Fleischer sees the team’s ability to move fast and focus on execution as critical:
“We don’t just talk — we deliver. We shipped our first lithium carbonate to customers in 2024, starting with hundreds of kilos. Now we’re moving to tonnes with the demonstration plant. That early delivery is critical. This is material science — if you don’t work directly with customers, you can’t improve the product.

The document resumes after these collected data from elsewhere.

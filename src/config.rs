use std::env;
use std::fmt;
use std::net::SocketAddr;

const DEFAULT_MODEL_PROVIDER: &str = "gemini";
const DEFAULT_GEMINI_MODEL: &str = "gemini-2.5-flash";
const DEFAULT_OLLAMA_MODEL: &str = "qwen2.5:3b";
const DEFAULT_MODEL_TIMEOUT_SECS: u64 = 60;
const DEFAULT_TEMPERATURE: f32 = 0.0;
const MAX_TEMPERATURE: f32 = 2.0;
const DEFAULT_MAX_ITERATIONS: u32 = 6;
const DEFAULT_SEARCH_BASE_URL: &str = "https://api.tavily.com";
const DEFAULT_SEARCH_MAX_RESULTS: u32 = 3;
const DEFAULT_TOOL_TIMEOUT_SECS: u64 = 30;
const DEFAULT_BIND_ADDR: &str = "127.0.0.1:8000";

pub const DEFAULT_SYSTEM_PROMPT: &str = "You are Cipriano, a strategic intelligence and security agent \
with the presence, authority and calculated calm of Don Corleone.

- Be direct.
- Do not invent data.
- Use web search for current facts.
- Act only in legal and ethical contexts.";

#[derive(Clone)]
pub struct Config {
    pub model_provider: String,
    pub model: String,
    pub model_base_url: Option<String>,
    pub model_api_key: Option<String>,
    /// `None` lets the provider decide whether images are accepted.
    pub model_vision: Option<bool>,
    pub model_timeout_secs: u64,
    pub temperature: f32,
    pub system_prompt: String,
    pub max_iterations: u32,
    pub search_api_key: Option<String>,
    pub search_base_url: String,
    pub search_max_results: u32,
    pub tool_timeout_secs: u64,
    pub bind_addr: SocketAddr,
}

impl fmt::Debug for Config {
    fn fmt(&self, f: &mut fmt::Formatter<'_>) -> fmt::Result {
        f.debug_struct("Config")
            .field("model_provider", &self.model_provider)
            .field("model", &self.model)
            .field("model_base_url", &self.model_base_url)
            .field("model_api_key", &redacted(&self.model_api_key))
            .field("model_vision", &self.model_vision)
            .field("model_timeout_secs", &self.model_timeout_secs)
            .field("temperature", &self.temperature)
            .field("max_iterations", &self.max_iterations)
            .field("search_api_key", &redacted(&self.search_api_key))
            .field("search_base_url", &self.search_base_url)
            .field("search_max_results", &self.search_max_results)
            .field("tool_timeout_secs", &self.tool_timeout_secs)
            .field("bind_addr", &self.bind_addr)
            .finish_non_exhaustive()
    }
}

fn redacted(secret: &Option<String>) -> &'static str {
    match secret {
        Some(_) => "[REDACTED]",
        None => "<unset>",
    }
}

impl Config {
    pub fn from_env() -> Self {
        Self::from_env_with(|key| env::var(key).ok())
    }

    pub(crate) fn from_env_with(mut get_var: impl FnMut(&str) -> Option<String>) -> Self {
        let model_provider = get_var("MODEL_PROVIDER")
            .map(|value| value.trim().to_ascii_lowercase())
            .filter(|value| !value.is_empty())
            .unwrap_or_else(|| DEFAULT_MODEL_PROVIDER.to_string());
        let model = non_empty(get_var("MODEL"))
            .unwrap_or_else(|| default_model_for(&model_provider).to_string());
        let model_api_key = first_non_empty(
            &mut get_var,
            &["MODEL_API_KEY", "GOOGLE_API_KEY", "GEMINI_API_KEY"],
        );

        Self {
            model,
            model_base_url: non_empty(get_var("MODEL_BASE_URL")),
            model_api_key,
            model_vision: parse_vision(get_var("MODEL_VISION").as_deref()),
            model_timeout_secs: parse_positive_u64(
                get_var("MODEL_TIMEOUT_SECS").as_deref(),
                DEFAULT_MODEL_TIMEOUT_SECS,
            ),
            temperature: parse_temperature(get_var("MODEL_TEMPERATURE").as_deref()),
            system_prompt: get_var("SYSTEM_PROMPT")
                .unwrap_or_else(|| DEFAULT_SYSTEM_PROMPT.to_string()),
            max_iterations: parse_positive_u64(
                get_var("AGENT_MAX_ITERATIONS").as_deref(),
                u64::from(DEFAULT_MAX_ITERATIONS),
            )
            .try_into()
            .unwrap_or(DEFAULT_MAX_ITERATIONS),
            search_api_key: non_empty(get_var("TAVILY_API_KEY")),
            search_base_url: non_empty(get_var("SEARCH_BASE_URL"))
                .unwrap_or_else(|| DEFAULT_SEARCH_BASE_URL.to_string()),
            search_max_results: parse_positive_u64(
                get_var("SEARCH_MAX_RESULTS").as_deref(),
                u64::from(DEFAULT_SEARCH_MAX_RESULTS),
            )
            .try_into()
            .unwrap_or(DEFAULT_SEARCH_MAX_RESULTS),
            tool_timeout_secs: parse_positive_u64(
                get_var("TOOL_TIMEOUT_SECS").as_deref(),
                DEFAULT_TOOL_TIMEOUT_SECS,
            ),
            bind_addr: parse_bind_addr(get_var("BIND_ADDR").as_deref()),
            model_provider,
        }
    }
}

fn default_model_for(provider: &str) -> &'static str {
    match provider {
        "ollama" => DEFAULT_OLLAMA_MODEL,
        _ => DEFAULT_GEMINI_MODEL,
    }
}

fn non_empty(raw: Option<String>) -> Option<String> {
    raw.map(|value| value.trim().to_string())
        .filter(|value| !value.is_empty())
}

fn first_non_empty(
    get_var: &mut impl FnMut(&str) -> Option<String>,
    keys: &[&str],
) -> Option<String> {
    keys.iter().find_map(|key| non_empty(get_var(key)))
}

fn parse_positive_u64(raw: Option<&str>, default: u64) -> u64 {
    raw.and_then(|value| value.trim().parse::<u64>().ok())
        .filter(|value| *value > 0)
        .unwrap_or(default)
}

fn parse_temperature(raw: Option<&str>) -> f32 {
    raw.and_then(|value| value.trim().parse::<f32>().ok())
        .filter(|value| value.is_finite())
        .map(|value| value.clamp(0.0, MAX_TEMPERATURE))
        .unwrap_or(DEFAULT_TEMPERATURE)
}

fn parse_bool(raw: Option<&str>) -> Option<bool> {
    match raw.map(str::trim).map(str::to_ascii_lowercase).as_deref() {
        Some("1" | "true" | "yes" | "on") => Some(true),
        Some("0" | "false" | "no" | "off") => Some(false),
        _ => None,
    }
}

fn parse_vision(raw: Option<&str>) -> Option<bool> {
    // "auto" and anything unrecognised defer to the provider.
    parse_bool(raw)
}

fn parse_bind_addr(raw: Option<&str>) -> SocketAddr {
    raw.and_then(|value| value.trim().parse::<SocketAddr>().ok())
        .unwrap_or_else(|| {
            DEFAULT_BIND_ADDR
                .parse()
                .unwrap_or(SocketAddr::from(([127, 0, 0, 1], 8000)))
        })
}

So our approach is simple: we do it, we learn from customer feedback, and we iterate quickly.”
From chemistry to geopolitics: why lithium and graphite recovery matters now
As a deep tech company, tozero has focused heavily on understanding the behaviour of lithium and graphite at a chemical level — what they respond to, and what they don’t — as the foundation of its process.
“That allows us to extract them efficiently.”
Fleischer points in particular to the growing importance of graphite, driven by shifting supply chain dynamics and increasing geopolitical pressure. She argues that while the European Union is still defining what a comprehensive critical raw materials strategy looks like in practice, other regions have long treated this as a strategic priority:
“If you look at the US, they defined this decades ago — already in the 1930s — to secure materials essential for industrial growth.”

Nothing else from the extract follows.